ラストの激闘の後に『復讐は神に委ねる』というわけでしょ? これで流された先にいるのが、先住民なわけだ」
亀「そうじゃの。ここで流れていくフィッツジェラルドをユダとしてみると、確かに面白いことに気がつく。
ユダというのは『その報酬で土地を買い、しかしその地面に真っ逆さまに落っこちて内臓が飛び出し、その土地を赤く染めた』とある。これは土地を欲しがり、腹を刺されて川を下るということを考えると、その死に方もよく似ているの」
主「そうね。聖書には赤い土地の記述もあるけれど、それがあの血で濡れた雪の描写なんだろうね。
そして、先住民に引き渡すわけだけど……当然のようにフィッツジェラルドはその手にかかって絶命する。だけど、ダラスは見逃されるわけだ。その理由はもちろん、映画的には『先住民の娘を助けたから』だけど、もちろん、そんな理由だけではない」
亀「ユダヤ人とキリストの関係か……」
主「そう。
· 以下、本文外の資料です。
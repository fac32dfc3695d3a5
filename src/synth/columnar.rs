//! Declaration of a cached-columnar record type: one materialized column per
//! accessor slot, a row state, and both whole-column and current-row getters.

use crate::types::Field;
use std::fmt::{self, Write};

pub fn render(type_name: &str, fields: &[Field], out: &mut String) -> fmt::Result {
    writeln!(out, "pub struct {} {{", type_name)?;
    writeln!(out, "    entries: usize,")?;
    writeln!(out, "    row: RowState,")?;
    for (slot, field) in fields.iter().enumerate() {
        writeln!(
            out,
            "    {}: Vec<{}>, // slot {}: {:?}",
            field.identifier, field.type_name, slot, field.raw_name
        )?;
    }
    writeln!(out, "}}")?;
    writeln!(out)?;

    writeln!(out, "impl {} {{", type_name)?;
    writeln!(out, "    pub fn new(dataset: &dyn Dataset) -> Option<Self> {{")?;
    writeln!(out, "        let entries = dataset.entry_count();")?;
    writeln!(out, "        let bindings = [")?;
    for field in fields {
        writeln!(out, "            dataset.column_index({:?})?,", field.raw_name)?;
    }
    writeln!(out, "        ];")?;
    for field in fields {
        writeln!(
            out,
            "        let mut {} = Vec::with_capacity(entries);",
            field.identifier
        )?;
    }
    writeln!(out, "        let mut cursor = dataset.cursor();")?;
    writeln!(out, "        while cursor.advance() {{")?;
    for (slot, field) in fields.iter().enumerate() {
        writeln!(
            out,
            "            {}.push(Scalar::from_value(cursor.read(bindings[{}]))?.clone());",
            field.identifier, slot
        )?;
    }
    writeln!(out, "        }}")?;
    writeln!(out, "        Some({} {{", type_name)?;
    writeln!(out, "            entries,")?;
    writeln!(out, "            row: RowState::BeforeFirst,")?;
    for field in fields {
        writeln!(out, "            {},", field.identifier)?;
    }
    writeln!(out, "        }})")?;
    writeln!(out, "    }}")?;
    writeln!(out)?;

    writeln!(out, "    pub fn advance(&mut self) -> bool {{")?;
    writeln!(out, "        self.row = self.row.next(self.entries);")?;
    writeln!(out, "        matches!(self.row, RowState::AtRow(_))")?;
    writeln!(out, "    }}")?;

    for field in fields {
        writeln!(out)?;
        writeln!(
            out,
            "    pub fn {}(&self) -> Option<&{}> {{",
            field.identifier, field.type_name
        )?;
        writeln!(
            out,
            "        self.row.index().map(|i| &self.{}[i])",
            field.identifier
        )?;
        writeln!(out, "    }}")?;
    }
    writeln!(out)?;

    // Whole columns in slot order, as a tuple
    let trailing = if fields.len() == 1 { "," } else { "" };
    let types: Vec<String> = fields.iter().map(|f| format!("&[{}]", f.type_name)).collect();
    let columns: Vec<String> = fields.iter().map(|f| format!("&self.{}", f.identifier)).collect();
    writeln!(
        out,
        "    pub fn columns(&self) -> ({}{}) {{",
        types.join(", "),
        trailing
    )?;
    writeln!(out, "        ({}{})", columns.join(", "), trailing)?;
    writeln!(out, "    }}")?;
    writeln!(out, "}}")
}
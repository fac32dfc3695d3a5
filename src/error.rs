use thiserror::Error;

/// Errors raised while building a reader.
///
/// Every variant is produced during construction; iteration itself has no
/// error channel.
#[derive(Error, Debug)]
pub enum ReaderError {
    #[error("Schema error for field '{field}': {message}")]
    Schema { field: String, message: String },

    #[error("Synthesis error: {message}")]
    Synthesis { message: String },

    #[error("Compilation error: {diagnostic}\n{source_text}")]
    Compilation {
        source_text: String,
        diagnostic: String,
    },

    #[error("Invalid selection '{pattern}': {message}")]
    InvalidSelection { pattern: String, message: String },

    #[error("No accessor named '{identifier}'")]
    UnknownField { identifier: String },

    #[error("Accessor '{identifier}' holds {actual} values, requested {expected}")]
    TypeMismatch {
        identifier: String,
        expected: &'static str,
        actual: &'static str,
    },
}

pub type Result<T> = std::result::Result<T, ReaderError>;

impl ReaderError {
    pub fn schema(field: impl Into<String>, message: impl Into<String>) -> Self {
        Self::Schema {
            field: field.into(),
            message: message.into(),
        }
    }

    pub fn synthesis(message: impl Into<String>) -> Self {
        Self::Synthesis {
            message: message.into(),
        }
    }

    pub fn compilation(source_text: impl Into<String>, diagnostic: impl Into<String>) -> Self {
        Self::Compilation {
            source_text: source_text.into(),
            diagnostic: diagnostic.into(),
        }
    }

    pub fn invalid_selection(pattern: impl Into<String>, message: impl Into<String>) -> Self {
        Self::InvalidSelection {
            pattern: pattern.into(),
            message: message.into(),
        }
    }

    pub fn unknown_field(identifier: impl Into<String>) -> Self {
        Self::UnknownField {
            identifier: identifier.into(),
        }
    }

    pub fn type_mismatch(
        identifier: impl Into<String>,
        expected: &'static str,
        actual: &'static str,
    ) -> Self {
        Self::TypeMismatch {
            identifier: identifier.into(),
            expected,
            actual,
        }
    }
}
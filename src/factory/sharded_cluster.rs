//! Required state of a `PgShardedCluster`: one coordinator `PgCluster`, the
//! shard `PgCluster`s and the entry service in front of the coordinator.

use std::collections::BTreeMap;
use std::sync::Arc;

use async_trait::async_trait;
use k8s_openapi::api::core::v1::{Service, ServicePort, ServiceSpec};
use k8s_openapi::apimachinery::pkg::util::intstr::IntOrString;
use kube::api::{DynamicObject, ObjectMeta};
use kube::ResourceExt;

use super::decorators::VersionAnnotationDecorator;
use super::patroni::POSTGRES_PORT;
use crate::conciliation::{ContextBuilder, RegistryBuilder, ResourceGenerator, ResourceRegistry};
use crate::crd::cluster::{PgClusterSpec, PodsSpec};
use crate::crd::shared::{PersistentVolumeSpec, PostgresSpec};
use crate::crd::sharded_cluster::{coordinator_cluster_name, shard_cluster_name};
use crate::crd::{PgCluster, PgInstanceProfile, PgShardedCluster};
use crate::error::Result;
use crate::helpers::{controller_owner_ref, resource_name, to_dynamic};
use crate::labels;
use crate::resolver::CustomResourceFinder;
use crate::version::{OperatorVersion, VersionRange};

pub const MANAGED_KINDS: &[&str] = &["PgCluster", "Service"];

#[derive(Clone, Debug)]
pub struct ShardedClusterContext {
    pub sharded_cluster: PgShardedCluster,
    pub coordinator_profile: PgInstanceProfile,
    pub shards_profile: PgInstanceProfile,
    /// Child clusters that already exist, by name.
    pub clusters: BTreeMap<String, PgCluster>,
}

impl ShardedClusterContext {
    fn metadata(&self, name: String) -> ObjectMeta {
        let sharded = &self.sharded_cluster;
        ObjectMeta {
            name: Some(name),
            namespace: sharded.namespace(),
            labels: Some(labels::ownership_labels(sharded)),
            owner_references: Some(vec![controller_owner_ref(sharded)]),
            ..Default::default()
        }
    }

    /// Postgres settings of a child cluster. A child that already exists
    /// keeps its version: version changes go through a major upgrade, not
    /// through the parent.
    fn postgres(&self, cluster: &str, parameters: BTreeMap<String, String>) -> PostgresSpec {
        let version = self
            .clusters
            .get(cluster)
            .map(|c| c.spec.postgres.version.clone())
            .unwrap_or_else(|| self.sharded_cluster.spec.postgres.version.clone());
        let mut merged = self.sharded_cluster.spec.postgres.parameters.clone();
        merged.extend(parameters);
        PostgresSpec {
            version,
            parameters: merged,
        }
    }

    fn child_cluster(
        &self,
        name: String,
        instances: i32,
        profile: &str,
        volume: &PersistentVolumeSpec,
        parameters: BTreeMap<String, String>,
    ) -> Result<DynamicObject> {
        let mut cluster = PgCluster::new(
            &name,
            PgClusterSpec {
                instances,
                postgres: self.postgres(&name, parameters),
                instance_profile: profile.to_string(),
                distributed_logs: None,
                replication: None,
                pods: PodsSpec {
                    persistent_volume: volume.clone(),
                },
                resources: None,
                non_production_options: None,
            },
        );
        cluster.metadata = self.metadata(name);
        to_dynamic(&cluster)
    }
}

fn sharding_parameters() -> BTreeMap<String, String> {
    BTreeMap::from([(
        "shared_preload_libraries".to_string(),
        "citus".to_string(),
    )])
}

// ── Context assembly ──────────────────────────────────────────────────────────

/// Resolves sharded cluster → child clusters → instance profiles. Child
/// clusters are optional; the profiles they will use are required.
pub struct ShardedClusterContextBuilder {
    clusters: Arc<dyn CustomResourceFinder<PgCluster>>,
    profiles: Arc<dyn CustomResourceFinder<PgInstanceProfile>>,
}

impl ShardedClusterContextBuilder {
    pub fn new(
        clusters: Arc<dyn CustomResourceFinder<PgCluster>>,
        profiles: Arc<dyn CustomResourceFinder<PgInstanceProfile>>,
    ) -> Self {
        Self { clusters, profiles }
    }
}

#[async_trait]
impl ContextBuilder<PgShardedCluster, ShardedClusterContext> for ShardedClusterContextBuilder {
    async fn build(&self, sharded: &PgShardedCluster) -> Result<ShardedClusterContext> {
        let namespace = sharded.namespace().unwrap_or_default();
        let name = sharded.name_any();

        let mut names = vec![coordinator_cluster_name(&name)];
        names.extend((0..sharded.spec.shards.clusters).map(|i| shard_cluster_name(&name, i)));
        let mut clusters = BTreeMap::new();
        for cluster_name in names {
            if let Some(cluster) = self.clusters.find(&namespace, &cluster_name).await? {
                clusters.insert(cluster_name, cluster);
            }
        }

        // Resolved through the live coordinator when it exists: that is the
        // profile its pods currently run with.
        let coordinator_profile_name = clusters
            .get(&coordinator_cluster_name(&name))
            .map(|c| c.spec.instance_profile.clone())
            .unwrap_or_else(|| sharded.spec.coordinator.instance_profile.clone());
        let coordinator_profile = self
            .profiles
            .require(&namespace, &coordinator_profile_name)
            .await?;
        let shards_profile = self
            .profiles
            .require(&namespace, &sharded.spec.shards.instance_profile)
            .await?;

        Ok(ShardedClusterContext {
            sharded_cluster: sharded.clone(),
            coordinator_profile,
            shards_profile,
            clusters,
        })
    }
}

// ── Generators ────────────────────────────────────────────────────────────────

struct CoordinatorGenerator;

impl ResourceGenerator<ShardedClusterContext> for CoordinatorGenerator {
    fn generate(&self, ctx: &ShardedClusterContext) -> Result<Vec<DynamicObject>> {
        let spec = &ctx.sharded_cluster.spec.coordinator;
        Ok(vec![ctx.child_cluster(
            coordinator_cluster_name(&ctx.sharded_cluster.name_any()),
            spec.instances,
            &ctx.sharded_cluster.spec.coordinator.instance_profile,
            &spec.persistent_volume,
            sharding_parameters(),
        )?])
    }
}

struct ShardsGenerator;

impl ResourceGenerator<ShardedClusterContext> for ShardsGenerator {
    fn generate(&self, ctx: &ShardedClusterContext) -> Result<Vec<DynamicObject>> {
        let name = ctx.sharded_cluster.name_any();
        let spec = &ctx.sharded_cluster.spec.shards;
        (0..spec.clusters)
            .map(|index| {
                ctx.child_cluster(
                    shard_cluster_name(&name, index),
                    spec.instances_per_cluster,
                    &spec.instance_profile,
                    &spec.persistent_volume,
                    sharding_parameters(),
                )
            })
            .collect()
    }
}

/// Service named after the sharded cluster, routed to the coordinator leader.
struct CoordinatorEntryGenerator;

impl ResourceGenerator<ShardedClusterContext> for CoordinatorEntryGenerator {
    fn generate(&self, ctx: &ShardedClusterContext) -> Result<Vec<DynamicObject>> {
        let name = ctx.sharded_cluster.name_any();
        let service = Service {
            metadata: ctx.metadata(resource_name(&name)),
            spec: Some(ServiceSpec {
                type_: Some("ClusterIP".to_string()),
                selector: Some(labels::role_selector(
                    &coordinator_cluster_name(&name),
                    "primary",
                )),
                ports: Some(vec![ServicePort {
                    name: Some("pgport".to_string()),
                    protocol: Some("TCP".to_string()),
                    port: POSTGRES_PORT,
                    target_port: Some(IntOrString::String("pgport".to_string())),
                    ..Default::default()
                }]),
                ..Default::default()
            }),
            ..Default::default()
        };
        Ok(vec![to_dynamic(&service)?])
    }
}

pub fn registry(version: OperatorVersion) -> Result<ResourceRegistry<ShardedClusterContext>> {
    RegistryBuilder::new()
        .generator("coordinator", VersionRange::all(), CoordinatorGenerator)
        .generator("shards", VersionRange::all(), ShardsGenerator)
        .generator(
            "coordinator-entry",
            VersionRange::all(),
            CoordinatorEntryGenerator,
        )
        .decorator(
            "operator-version",
            VersionRange::all(),
            VersionAnnotationDecorator::new(version),
        )
        .build(version)
}

#[cfg(test)]
mod tests {
    use super::*;
    use crate::crd::instance_profile::PgInstanceProfileSpec;
    use crate::crd::sharded_cluster::{CoordinatorSpec, PgShardedClusterSpec, ShardsSpec};
    use crate::error::Error;
    use crate::resolver::StaticFinder;
    use crate::store::kind_of;

    fn volume() -> PersistentVolumeSpec {
        PersistentVolumeSpec {
            size: "10Gi".to_string(),
            storage_class: None,
        }
    }

    fn sharded(version: &str) -> PgShardedCluster {
        let mut sharded = PgShardedCluster::new(
            "sc",
            PgShardedClusterSpec {
                postgres: PostgresSpec {
                    version: version.to_string(),
                    parameters: BTreeMap::new(),
                },
                coordinator: CoordinatorSpec {
                    instances: 2,
                    instance_profile: "size-m".to_string(),
                    persistent_volume: volume(),
                },
                shards: ShardsSpec {
                    clusters: 3,
                    instances_per_cluster: 2,
                    instance_profile: "size-s".to_string(),
                    persistent_volume: volume(),
                    managed_sql: None,
                },
            },
        );
        sharded.metadata.namespace = Some("db".to_string());
        sharded
    }

    fn profile(name: &str) -> PgInstanceProfile {
        let mut profile = PgInstanceProfile::new(
            name,
            PgInstanceProfileSpec {
                cpu: "1".to_string(),
                memory: "1Gi".to_string(),
                containers: BTreeMap::new(),
                init_containers: BTreeMap::new(),
            },
        );
        profile.metadata.namespace = Some("db".to_string());
        profile
    }

    fn builder(clusters: StaticFinder<PgCluster>) -> ShardedClusterContextBuilder {
        ShardedClusterContextBuilder::new(
            Arc::new(clusters),
            Arc::new(
                StaticFinder::new()
                    .with(profile("size-s"))
                    .with(profile("size-m")),
            ),
        )
    }

    #[tokio::test]
    async fn test_children_and_entry_service() {
        let ctx = builder(StaticFinder::new())
            .build(&sharded("16"))
            .await
            .unwrap();
        let objects = registry(OperatorVersion::V1_3).unwrap().generate(&ctx).unwrap();
        let names: Vec<String> = objects.iter().map(|o| o.name_any()).collect();
        assert_eq!(
            names,
            vec!["sc-coord", "sc-shard0", "sc-shard1", "sc-shard2", "sc"]
        );
        assert_eq!(objects[0].data["spec"]["instanceProfile"], "size-m");
        assert_eq!(objects[1].data["spec"]["instances"], 2);
        assert_eq!(
            objects[4].data["spec"]["selector"][labels::SCOPE_KEY],
            "sc-coord"
        );
        assert_eq!(kind_of(&objects[4]), "Service");
    }

    #[tokio::test]
    async fn test_existing_children_keep_their_postgres_version() {
        let ctx = builder(StaticFinder::new())
            .build(&sharded("15"))
            .await
            .unwrap();
        let existing = registry(OperatorVersion::V1_3).unwrap().generate(&ctx).unwrap();
        let mut coordinator: PgCluster = crate::helpers::from_dynamic(&existing[0]).unwrap();
        coordinator.metadata.namespace = Some("db".to_string());

        let ctx = builder(StaticFinder::new().with(coordinator))
            .build(&sharded("16"))
            .await
            .unwrap();
        let objects = registry(OperatorVersion::V1_3).unwrap().generate(&ctx).unwrap();
        assert_eq!(objects[0].data["spec"]["postgres"]["version"], "15");
        assert_eq!(objects[1].data["spec"]["postgres"]["version"], "16");
    }

    #[tokio::test]
    async fn test_missing_profile_aborts_generation() {
        let builder = ShardedClusterContextBuilder::new(
            Arc::new(StaticFinder::new()),
            Arc::new(StaticFinder::new().with(profile("size-s"))),
        );
        let err = builder.build(&sharded("16")).await.unwrap_err();
        assert!(matches!(
            err,
            Error::ReferenceNotFound { ref name, .. } if name == "size-m"
        ));
    }
}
ここいら辺は複雑だから、あまり言及したくないけれど……キリスト自身も神の子としての面もあるけれど、元はユダヤ教の考え方のもとに生まれた救世主なわけだ。
その意味ではユダヤ人の同胞と考えてもいいし、ユダヤ人も救ったと考えてもいいけれど……その後の、ユダヤ人を迫害するのもまたキリスト教徒なんだよね。だから、あのシーンってすごく複雑な意味があるんだよ。
簡単には触れられないものがあるね」
ラストに登場する女性
亀「そしてラストに登場する女性は……」
主「もちろん、ダラスの愛した人だとは思うけれど、意味合いとしては聖母マリアだよね。マリアって、ユダヤ人とされているけれど、ここでユダヤ人のメタファーがある先住民の姿で出てきたのはそういう意味があるんだよ」
亀「なるほどのぉ……宗教的な意味合いの濃い映画だったんじゃな」
主「そう。だからこの映画って表面的に見れば『ごつい男のサバイバル復讐劇!!』ってなっているけれど、実際は『キリストの復活』を描いた映画なの。
だから『Revenant』というタイトルなわけだ。復活するのは誰か? そりゃもう、キリストしかいないよね」
亀「……邦題をつけた人間はその意味がわかっておったのかの?」
主「さあ? わかってないんじゃない?
ただなぁ……個人的には、それならグラスに復活以降人を撃たないで欲しかった。映画的には仕方ないけれどさ」
亀「それがキリストとは違いますよ、という一種の免罪符になっておるのかもしれんの」
最後に
亀「今回は中々独特な考察になったのではないかの?」
主「こういうのは調べながら、何度も何度もシーンを考察して見ないといけないからさ、家で見るのに限るよねぇ……映画館だと多分、この半分も理解できなかったんじゃないかな? 途中で寝るだろうし」
亀「宗教的なモチーフなどになるとよくわからんからの」
主「どうだろう? まだ町山智浩とか、宇多丸の評論とかを見ていないけれど……こういう解釈をした人って、おそらく自分だけなのかな?」
亀「いやぁ、町山智浩は絶対気がついておるじゃろうな」
主「だよねぇ……少しくらいはあの知識や、評論を上回りたいけれど、それは無理だろうなぁ……」
亀「あっちは金の取れる批評じゃからな。こちらは、所詮は無料ブログの戯言じゃ」
主「……どっかの出版社さ〜ん、いつでも寄稿しますヨォ!!」
亀「……この書き方をしておる限り、依頼は来ないじゃろうな。